- _Instructions for the task_: In the listing below, look for "result" and copy every line that has it.

- _Dataset_:

******

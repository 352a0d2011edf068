//! Integration tests for the query orchestrator
//!
//! These tests drive `UfsQuery` against `SimulatedDevice` and cover:
//! - Flag, attribute and descriptor round trips
//! - Request shape validation before any transport call
//! - Response validation (idn echo, descriptor bounds, device NAK)
//! - Transfer size limits and reserved idn policy

use rand::Rng;
use std::sync::Arc;
use ufs_query::desc::{self, DescriptorBuffer, DescriptorKind};
use ufs_query::idn::{AttributeIdn, FlagIdn, Idn, QueryOpcode};
use ufs_query::query::{NopLogger, QueryStage};
use ufs_query::transport::{UfsTransport, MAX_IOCTL_BUF_SIZE};
use ufs_query::upiu::{flags, QueryPayload, QueryRequest, QueryValue, UPIU_SIZE};
use ufs_query::{QueryConfig, ReservedPolicy, SimulatedDevice, UfsError, UfsQuery};

fn init_logging() {
    let _ = env_logger::builder().is_test(true).try_init();
}

fn query(dev: SimulatedDevice) -> UfsQuery<SimulatedDevice> {
    init_logging();
    UfsQuery::new(dev)
}

const FLAGS: [FlagIdn; 10] = [
    FlagIdn::DeviceInit,
    FlagIdn::PermanentWpe,
    FlagIdn::PowerOnWpe,
    FlagIdn::BkopsEn,
    FlagIdn::DeviceLifeSpanModeEn,
    FlagIdn::PurgeEnable,
    FlagIdn::RefreshEnable,
    FlagIdn::PhyResourceRemoval,
    FlagIdn::BusyRtc,
    FlagIdn::PermanentlyDisableFw,
];

const DESCRIPTOR_KINDS: [DescriptorKind; 8] = [
    DescriptorKind::Device,
    DescriptorKind::Configuration,
    DescriptorKind::Unit,
    DescriptorKind::Interconnect,
    DescriptorKind::String,
    DescriptorKind::Geometry,
    DescriptorKind::Power,
    DescriptorKind::Health,
];

// ============================================================================
// Round trips
// ============================================================================

#[test]
fn test_flag_round_trip() {
    let mut q = query(SimulatedDevice::new());

    for idn in FLAGS {
        assert!(q.set_flag(idn).unwrap(), "{} should read back set", idn.name());
        assert!(q.read_flag(idn).unwrap());
        assert!(!q.toggle_flag(idn).unwrap());
        assert!(!q.read_flag(idn).unwrap());
        assert!(q.toggle_flag(idn).unwrap());
        assert!(!q.clear_flag(idn).unwrap());
    }
}

#[test]
fn test_flag_response_echoes_request() {
    let mut q = query(SimulatedDevice::new());
    let req = QueryRequest::set_flag(FlagIdn::RefreshEnable);
    let rsp = q.execute(&req).unwrap();

    assert_eq!(rsp.opcode, QueryOpcode::SetFlag);
    assert_eq!(rsp.idn, FlagIdn::RefreshEnable as u8);
    assert_eq!(rsp.value, QueryValue::Flag(true));
}

#[test]
fn test_attribute_round_trip() {
    let mut q = query(SimulatedDevice::new());
    let mut rng = rand::thread_rng();

    for idn in [
        AttributeIdn::BootLunEn,
        AttributeIdn::ActiveIccLevel,
        AttributeIdn::EeControl,
        AttributeIdn::SecondsPassed,
        AttributeIdn::RefreshMethod,
    ] {
        let value: u32 = rng.gen();
        let index: u8 = rng.gen_range(0..8);
        q.write_attribute(idn, index, 0, value).unwrap();
        assert_eq!(q.read_attribute(idn, index, 0).unwrap(), value);
    }
}

#[test]
fn test_attribute_write_response_value() {
    let mut q = query(SimulatedDevice::new());
    let req = QueryRequest::write_attribute(AttributeIdn::MaxNumOfRtt, 0, 0, 0x0000_0004);
    let rsp = q.execute(&req).unwrap();
    assert_eq!(rsp.attribute(), Some(4));
    assert_eq!(rsp.idn, AttributeIdn::MaxNumOfRtt as u8);
}

#[test]
fn test_attribute_index_and_selector_are_distinct() {
    let mut q = query(SimulatedDevice::new());
    q.write_attribute(AttributeIdn::ConfDescLock, 1, 0, 11).unwrap();
    q.write_attribute(AttributeIdn::ConfDescLock, 1, 1, 22).unwrap();

    assert_eq!(q.read_attribute(AttributeIdn::ConfDescLock, 1, 0).unwrap(), 11);
    assert_eq!(q.read_attribute(AttributeIdn::ConfDescLock, 1, 1).unwrap(), 22);
    assert_eq!(q.read_attribute(AttributeIdn::ConfDescLock, 0, 0).unwrap(), 0);
}

#[test]
fn test_descriptor_round_trip() {
    let mut q = query(SimulatedDevice::new());
    let mut rng = rand::thread_rng();

    for kind in DESCRIPTOR_KINDS {
        let size = desc::max_size(kind).unwrap();
        let mut payload: Vec<u8> = (0..size).map(|_| rng.gen()).collect();
        payload[0] = size as u8;
        payload[1] = kind as u8;

        let buf = DescriptorBuffer::from_bytes(kind, &payload).unwrap();
        q.write_descriptor(buf, 0, 0).unwrap();

        let read = q.read_descriptor(kind, 0, 0).unwrap();
        assert_eq!(read, payload, "{} descriptor should round trip", kind.name());
    }
}

#[test]
fn test_short_descriptor_read() {
    let mut q = query(SimulatedDevice::standard());
    let data = q.read_descriptor_len(DescriptorKind::Device, 0, 0, 0x10).unwrap();
    assert_eq!(data.len(), 0x10);
    assert_eq!(data[0], 0x40);
    assert_eq!(data[1], DescriptorKind::Device as u8);
}

#[test]
fn test_read_manufacturer_name() {
    let mut q = query(SimulatedDevice::standard());
    let device = q.read_descriptor(DescriptorKind::Device, 0, 0).unwrap();
    let name_index = device[0x10];
    assert_eq!(q.read_string_descriptor(name_index).unwrap(), "SIMUFS");
}

#[test]
fn test_nop() {
    let mut q = query(SimulatedDevice::new());
    q.nop().unwrap();
    assert_eq!(q.stage(), QueryStage::Done);
    assert_eq!(q.transport().requests()[0][1], flags::NONE);
}

// ============================================================================
// Request shape validation
// ============================================================================

#[test]
fn test_write_attribute_needs_four_bytes() {
    let mut q = query(SimulatedDevice::new());

    for len in [0usize, 1, 2, 3, 5, 16] {
        let req = QueryRequest::new(
            QueryOpcode::WriteAttr,
            Idn::Attribute(AttributeIdn::EeControl),
            0,
            0,
            QueryPayload::Attribute(vec![0xAA; len]),
        );
        assert!(
            matches!(q.execute(&req), Err(UfsError::InvalidRequestShape(_))),
            "{} byte attribute value should be rejected",
            len
        );
    }
    assert_eq!(q.transport().calls(), 0);
    assert_eq!(q.failed_in(), Some(QueryStage::Build));
}

#[test]
fn test_flag_opcodes_need_flag_idn() {
    let mut q = query(SimulatedDevice::new());

    for opcode in [QueryOpcode::SetFlag, QueryOpcode::ClearFlag, QueryOpcode::ToggleFlag] {
        for idn in [
            Idn::Attribute(AttributeIdn::BootLunEn),
            Idn::Attribute(AttributeIdn::PurgeStatus),
            Idn::Descriptor(DescriptorKind::Health),
        ] {
            let req = QueryRequest::new(opcode, idn, 0, 0, QueryPayload::None);
            assert!(matches!(
                q.execute(&req),
                Err(UfsError::InvalidRequestShape(_))
            ));
        }
    }
    assert_eq!(q.transport().calls(), 0);
}

#[test]
fn test_descriptor_opcodes_need_descriptor_idn() {
    let mut q = query(SimulatedDevice::new());
    let mut req = QueryRequest::new(
        QueryOpcode::ReadDesc,
        Idn::Flag(FlagIdn::DeviceInit),
        0,
        0,
        QueryPayload::None,
    );
    req.length = 0x40;
    assert!(matches!(q.execute(&req), Err(UfsError::InvalidRequestShape(_))));
}

#[test]
fn test_raw_opcode_out_of_range() {
    for raw in [9u8, 0x10, 0xFF] {
        assert!(matches!(
            QueryOpcode::try_from_raw(raw),
            Err(UfsError::InvalidRequestShape(_))
        ));
    }
}

#[test]
fn test_oversized_descriptor_write_rejected() {
    let mut q = query(SimulatedDevice::new());
    let req = QueryRequest::new(
        QueryOpcode::WriteDesc,
        Idn::Descriptor(DescriptorKind::Unit),
        0,
        0,
        QueryPayload::Descriptor(vec![0; 0x24]),
    );
    assert!(matches!(q.execute(&req), Err(UfsError::InvalidRequestShape(_))));
    assert_eq!(q.transport().calls(), 0);
}

// ============================================================================
// Response validation
// ============================================================================

#[test]
fn test_device_descriptor_too_large() {
    let mut dev = SimulatedDevice::new();
    dev.set_descriptor(DescriptorKind::Device, 0, 0, vec![0x41; 0x41]);
    let mut q = query(dev);

    match q.read_descriptor_len(DescriptorKind::Device, 0, 0, 0x41) {
        Err(UfsError::DescriptorTooLarge { reported, limit }) => {
            assert_eq!(reported, 0x41);
            assert_eq!(limit, 0x40);
        }
        other => panic!("expected DescriptorTooLarge, got {:?}", other),
    }
    assert_eq!(q.failed_in(), Some(QueryStage::Parse));
}

#[test]
fn test_echoed_idn_mismatch() {
    let mut dev = SimulatedDevice::standard();
    dev.set_tamper(|rsp| rsp[13] = AttributeIdn::RefClkFreq as u8);
    let mut q = query(dev);

    match q.read_attribute(AttributeIdn::BootLunEn, 0, 0) {
        Err(UfsError::IdnMismatch { field, expected, got }) => {
            assert_eq!(field, "idn");
            assert_eq!(expected, AttributeIdn::BootLunEn as u8);
            assert_eq!(got, AttributeIdn::RefClkFreq as u8);
        }
        other => panic!("expected IdnMismatch, got {:?}", other),
    }
}

#[test]
fn test_truncated_response() {
    let mut dev = SimulatedDevice::new();
    dev.set_tamper(|rsp| rsp.truncate(UPIU_SIZE - 8));
    let mut q = query(dev);
    assert!(matches!(
        q.read_flag(FlagIdn::BkopsEn),
        Err(UfsError::TruncatedResponse { got: 24, need: 32 })
    ));
}

#[test]
fn test_device_nak() {
    let mut q = query(SimulatedDevice::standard());
    match q.write_attribute(AttributeIdn::BkopsStatus, 0, 0, 1) {
        Err(UfsError::QueryFailed { code }) => {
            let msg = ufs_query::error::decode_query_response(code);
            assert!(msg.contains("not writeable"));
        }
        other => panic!("expected QueryFailed, got {:?}", other),
    }
}

#[test]
fn test_missing_descriptor_nak() {
    let mut q = query(SimulatedDevice::new());
    assert!(matches!(
        q.read_descriptor(DescriptorKind::Power, 0, 0),
        Err(UfsError::QueryFailed { code: 0xFC })
    ));
}

// ============================================================================
// Transfer limits
// ============================================================================

#[test]
fn test_submit_over_limit_never_reaches_device() {
    let mut dev = SimulatedDevice::new();
    let cmd = vec![0u8; UPIU_SIZE];

    let result = dev.submit(&cmd, MAX_IOCTL_BUF_SIZE - UPIU_SIZE + 1);
    match result {
        Err(UfsError::BufferTooLarge { requested, limit }) => {
            assert_eq!(requested, 262145);
            assert_eq!(limit, 262144);
        }
        other => panic!("expected BufferTooLarge, got {:?}", other),
    }
    assert_eq!(dev.calls(), 0);
}

#[test]
fn test_raised_device_limit_still_capped() {
    let mut dev = SimulatedDevice::new().with_max_transfer(1 << 20);
    let mut cmd = vec![0u8; UPIU_SIZE];
    cmd[0] = 0x16;

    assert!(matches!(
        dev.submit(&cmd, MAX_IOCTL_BUF_SIZE),
        Err(UfsError::BufferTooLarge { requested: 262176, limit: 262144 })
    ));
    assert_eq!(dev.calls(), 0);
}

#[test]
fn test_orchestrator_respects_transport_limit() {
    let dev = SimulatedDevice::new().with_max_transfer(1024);
    let mut q = query(dev);

    let req = QueryRequest::read_descriptor(DescriptorKind::Rfu0, 0, 0, 2048).with_size_override(2048);
    assert!(matches!(
        q.execute(&req),
        Err(UfsError::BufferTooLarge { requested: 2112, limit: 1024 })
    ));
    assert_eq!(q.failed_in(), Some(QueryStage::Submit));
    assert_eq!(q.transport().calls(), 0);
}

// ============================================================================
// Reserved idn policy
// ============================================================================

#[test]
fn test_reserved_idns_pass_through_by_default() {
    let mut q = query(SimulatedDevice::new());
    assert!(!q.read_flag(FlagIdn::Reserved4).unwrap());
    assert_eq!(q.read_attribute(AttributeIdn::Obsolete, 0, 0).unwrap(), 0);

    let mut dev_rfu = SimulatedDevice::new();
    dev_rfu.set_descriptor(DescriptorKind::Rfu3, 0, 0, vec![0x04, 0x0A, 0x00, 0x00]);
    let mut q = query(dev_rfu);
    let data = q.read_descriptor_len(DescriptorKind::Rfu3, 0, 0, 4).unwrap();
    assert_eq!(data, vec![0x04, 0x0A, 0x00, 0x00]);
}

#[test]
fn test_reserved_idns_rejected_when_configured() {
    init_logging();
    let config = QueryConfig::builder()
        .reserved_policy(ReservedPolicy::Reject)
        .build()
        .unwrap();
    let mut q = UfsQuery::with_config(SimulatedDevice::new(), &config).with_logger(Arc::new(NopLogger));

    assert!(matches!(
        q.read_flag(FlagIdn::Reserved1),
        Err(UfsError::InvalidRequestShape(_))
    ));
    assert!(matches!(
        q.read_attribute(AttributeIdn::Reserved3, 0, 0),
        Err(UfsError::InvalidRequestShape(_))
    ));
    assert!(matches!(
        q.read_descriptor_len(DescriptorKind::Rfu0, 0, 0, 8),
        Err(UfsError::UnknownDescriptorKind(0x3))
    ));
    assert_eq!(q.transport().calls(), 0);

    // Defined idns and NOP are unaffected
    assert!(!q.read_flag(FlagIdn::DeviceInit).unwrap());
    q.nop().unwrap();
}

#[test]
fn test_rfu_descriptor_read_without_size_fails() {
    let mut q = query(SimulatedDevice::new());
    assert!(matches!(
        q.read_descriptor(DescriptorKind::Rfu1, 0, 0),
        Err(UfsError::UnknownDescriptorKind(0x6))
    ));
}

// ============================================================================
// Independent handles
// ============================================================================

#[test]
fn test_devices_do_not_share_state() {
    let mut a = query(SimulatedDevice::new());
    let mut b = query(SimulatedDevice::new());

    a.set_flag(FlagIdn::PurgeEnable).unwrap();
    a.write_attribute(AttributeIdn::ActiveIccLevel, 0, 0, 7).unwrap();

    assert!(!b.read_flag(FlagIdn::PurgeEnable).unwrap());
    assert_eq!(b.read_attribute(AttributeIdn::ActiveIccLevel, 0, 0).unwrap(), 0);
    assert_eq!(a.transport().calls(), 2);
    assert_eq!(b.transport().calls(), 2);
}

#[test]
fn test_devices_on_separate_threads() {
    let handles: Vec<_> = (0..4u32)
        .map(|n| {
            std::thread::spawn(move || {
                let mut q = UfsQuery::new(SimulatedDevice::new()).with_logger(Arc::new(NopLogger));
                q.write_attribute(AttributeIdn::SecondsPassed, 0, 0, n).unwrap();
                q.read_attribute(AttributeIdn::SecondsPassed, 0, 0).unwrap()
            })
        })
        .collect();

    for (n, h) in handles.into_iter().enumerate() {
        assert_eq!(h.join().unwrap(), n as u32);
    }
}

#[test]
fn test_encoded_request_bytes() {
    let mut q = query(SimulatedDevice::new());
    q.write_attribute(AttributeIdn::EeControl, 2, 1, 0x0102_0304).unwrap();

    let sent = &q.transport().requests()[0];
    assert_eq!(sent.len(), UPIU_SIZE);
    assert_eq!(sent[0], 0x16);
    assert_eq!(sent[1], flags::WRITE);
    assert_eq!(sent[5], 0x81);
    assert_eq!(&sent[12..16], &[0x04, 0x0D, 0x02, 0x01]);
    assert_eq!(&sent[20..24], &[0x01, 0x02, 0x03, 0x04]);
}

#[test]
fn test_loggers_from_crate_root() {
    init_logging();
    let mut quiet = UfsQuery::new(SimulatedDevice::standard()).with_logger(Arc::new(ufs_query::NopLogger));
    let mut loud = UfsQuery::new(SimulatedDevice::standard()).with_logger(Arc::new(ufs_query::GlobalLogger));

    assert_eq!(quiet.read_attribute(AttributeIdn::BootLunEn, 0, 0).unwrap(), 1);
    assert_eq!(loud.read_attribute(AttributeIdn::BootLunEn, 0, 0).unwrap(), 1);
}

******

- _Your solution_:
    let result = dev.submit(&cmd, MAX_IOCTL_BUF_SIZE - UPIU_SIZE + 1);
    match result {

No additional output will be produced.